In 1976 they launched their second album, “Coisas do Arco da Velha”, where the bands takes their satirical lyrics even further. The song “É triste não saber ler” (“A sad thing, not knowing how to read”) is a good example.
BANDA DO CASACO’s third and most renowned album, 1977’s “Hoje há Conquilhas, Amanhã não Sabemos”, features the inclusion in the band of António Pinheiro da Silva, as guitarist, as well as multi-instrumentalist Rão Kyao. This is the band’s most experimental album. Launched in 1978, the album “Contos da Barbearia” is a culmination of styles previously explored by the group.

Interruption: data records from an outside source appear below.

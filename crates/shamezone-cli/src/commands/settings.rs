use clap::builder::BoolishValueParser;
use clap::{ArgAction, Subcommand};
use serde_json::json;
use shamezone_core::messages::sample_message;
use shamezone_core::Tone;

use crate::app::{open_session, print_json, sync_reminders};

#[derive(Subcommand)]
pub enum SettingsAction {
    /// Show current settings
    Show,
    /// Set the reminder tone (soft, tryMe, nuclear)
    Tone {
        tone: Tone,
    },
    /// Set the fixed reminder time used by the soft tone
    Time {
        /// HH:MM
        #[arg(required_unless_present = "clear")]
        time: Option<String>,
        /// Go back to reminding at the current time of day
        #[arg(long, conflicts_with = "time")]
        clear: bool,
    },
    /// Turn test mode on or off
    TestMode {
        #[arg(action = ArgAction::Set, value_parser = BoolishValueParser::new())]
        enabled: bool,
    },
}

pub fn run(action: SettingsAction) -> Result<(), Box<dyn std::error::Error>> {
    let mut session = open_session()?;

    match action {
        SettingsAction::Show => {
            let settings = session.settings();
            print_json(&json!({
                "tone": settings.tone,
                "description": settings.tone.description(),
                "time": settings.time,
                "testMode": settings.test_mode,
            }))?;
        }
        SettingsAction::Tone { tone } => {
            session.set_tone(tone)?;
            sync_reminders(&mut session);
            print_json(&json!({
                "tone": tone,
                "sample": sample_message(tone),
            }))?;
        }
        SettingsAction::Time { time, clear } => {
            let time = if clear { None } else { time };
            session.set_time(time.as_deref())?;
            sync_reminders(&mut session);
            if session.settings().tone.has_time_picker() {
                println!("reminder time: {}", session.settings().time.as_deref().unwrap_or("now"));
            } else {
                println!(
                    "reminder time saved; the {} tone ignores it",
                    session.settings().tone
                );
            }
        }
        SettingsAction::TestMode { enabled } => {
            session.set_test_mode(enabled)?;
            println!("test mode {}", if enabled { "on" } else { "off" });
        }
    }
    Ok(())
}
mod config;
pub mod database;
mod state;

pub use config::{ClockConfig, Config, LogConfig, NuclearConfig, ScheduleConfig};
pub use database::{Database, QueuedNotification};
pub use state::{StateKey, StateStore};

use std::cell::RefCell;
use std::collections::HashMap;
use std::path::PathBuf;

use crate::error::StorageError;

/// Returns `~/.config/shamezone[-dev]/` based on SHAMEZONE_ENV.
///
/// Set SHAMEZONE_ENV=dev to use the development data directory, or
/// SHAMEZONE_DATA_DIR to point somewhere else entirely.
///
/// # Errors
/// Returns an error if creating the data directory fails.
pub fn data_dir() -> Result<PathBuf, StorageError> {
    let dir = match std::env::var_os("SHAMEZONE_DATA_DIR") {
        Some(dir) => PathBuf::from(dir),
        None => {
            let base_dir = dirs::home_dir()
                .unwrap_or_else(|| PathBuf::from("."))
                .join(".config");
            let env = std::env::var("SHAMEZONE_ENV").unwrap_or_else(|_| "production".to_string());
            if env == "dev" {
                base_dir.join("shamezone-dev")
            } else {
                base_dir.join("shamezone")
            }
        }
    };

    std::fs::create_dir_all(&dir)
        .map_err(|e| StorageError::DataDir(format!("{}: {e}", dir.display())))?;
    Ok(dir)
}

/// String key-value persistence.
pub trait KeyValueStore {
    fn get(&self, key: &str) -> Result<Option<String>, StorageError>;
    fn set(&self, key: &str, value: &str) -> Result<(), StorageError>;
    fn remove(&self, key: &str) -> Result<(), StorageError>;
}

/// HashMap-backed store for tests and throwaway sessions.
#[derive(Debug, Default)]
pub struct MemoryStore {
    values: RefCell<HashMap<String, String>>,
}

impl MemoryStore {
    pub fn new() -> Self {
        Self::default()
    }
}

impl KeyValueStore for MemoryStore {
    fn get(&self, key: &str) -> Result<Option<String>, StorageError> {
        Ok(self.values.borrow().get(key).cloned())
    }

    fn set(&self, key: &str, value: &str) -> Result<(), StorageError> {
        self.values
            .borrow_mut()
            .insert(key.to_string(), value.to_string());
        Ok(())
    }

    fn remove(&self, key: &str) -> Result<(), StorageError> {
        self.values.borrow_mut().remove(key);
        Ok(())
    }
}

impl<S: KeyValueStore + ?Sized> KeyValueStore for std::rc::Rc<S> {
    fn get(&self, key: &str) -> Result<Option<String>, StorageError> {
        (**self).get(key)
    }

    fn set(&self, key: &str, value: &str) -> Result<(), StorageError> {
        (**self).set(key, value)
    }

    fn remove(&self, key: &str) -> Result<(), StorageError> {
        (**self).remove(key)
    }
}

After three years without any recordings, the band returns with in 1981 with a new album, “No Jardim da Celeste”. This album is the most rock-oriented of the band, a natural repercussion the growing trend in Portugal. It featured the inclusion in the band of female singer Né Ladeiras and Jerry Marotta, former drummer for Peter Gabriel.
In 1982, António Pinho leaves the group to write lyrics for pop-band “Doce”, while the rest of the band present the album “Também Eu”, which for the first time features vocals all done by one member, Né Ladeiras.
The final studio album by BANDA DO CASACO, 1984’s “Com Ti Chitas”, features the inclusion of a somewhat mystical figure in Portuguese music, old lady shepherd “Ti Chitas” (Catarina Sargenta), who sings and plays adufe on the album. It is the band’s biggest approach to strict folk music and traditional themes. The group disbands shortly after, while the new pop-rock, punk-rock and synth-pop of the 80’s slowly dominated the Portuguese musical scene.
Overall, the band had a very folkish sound, complemented by the use drums, keyboards and the occasional brass and strings, without really having a very strong focus on the “rock” part of “Progressive-Rock” or “Folk-Rock” (electric guitars, for instance, when in existence, were extremely subtle).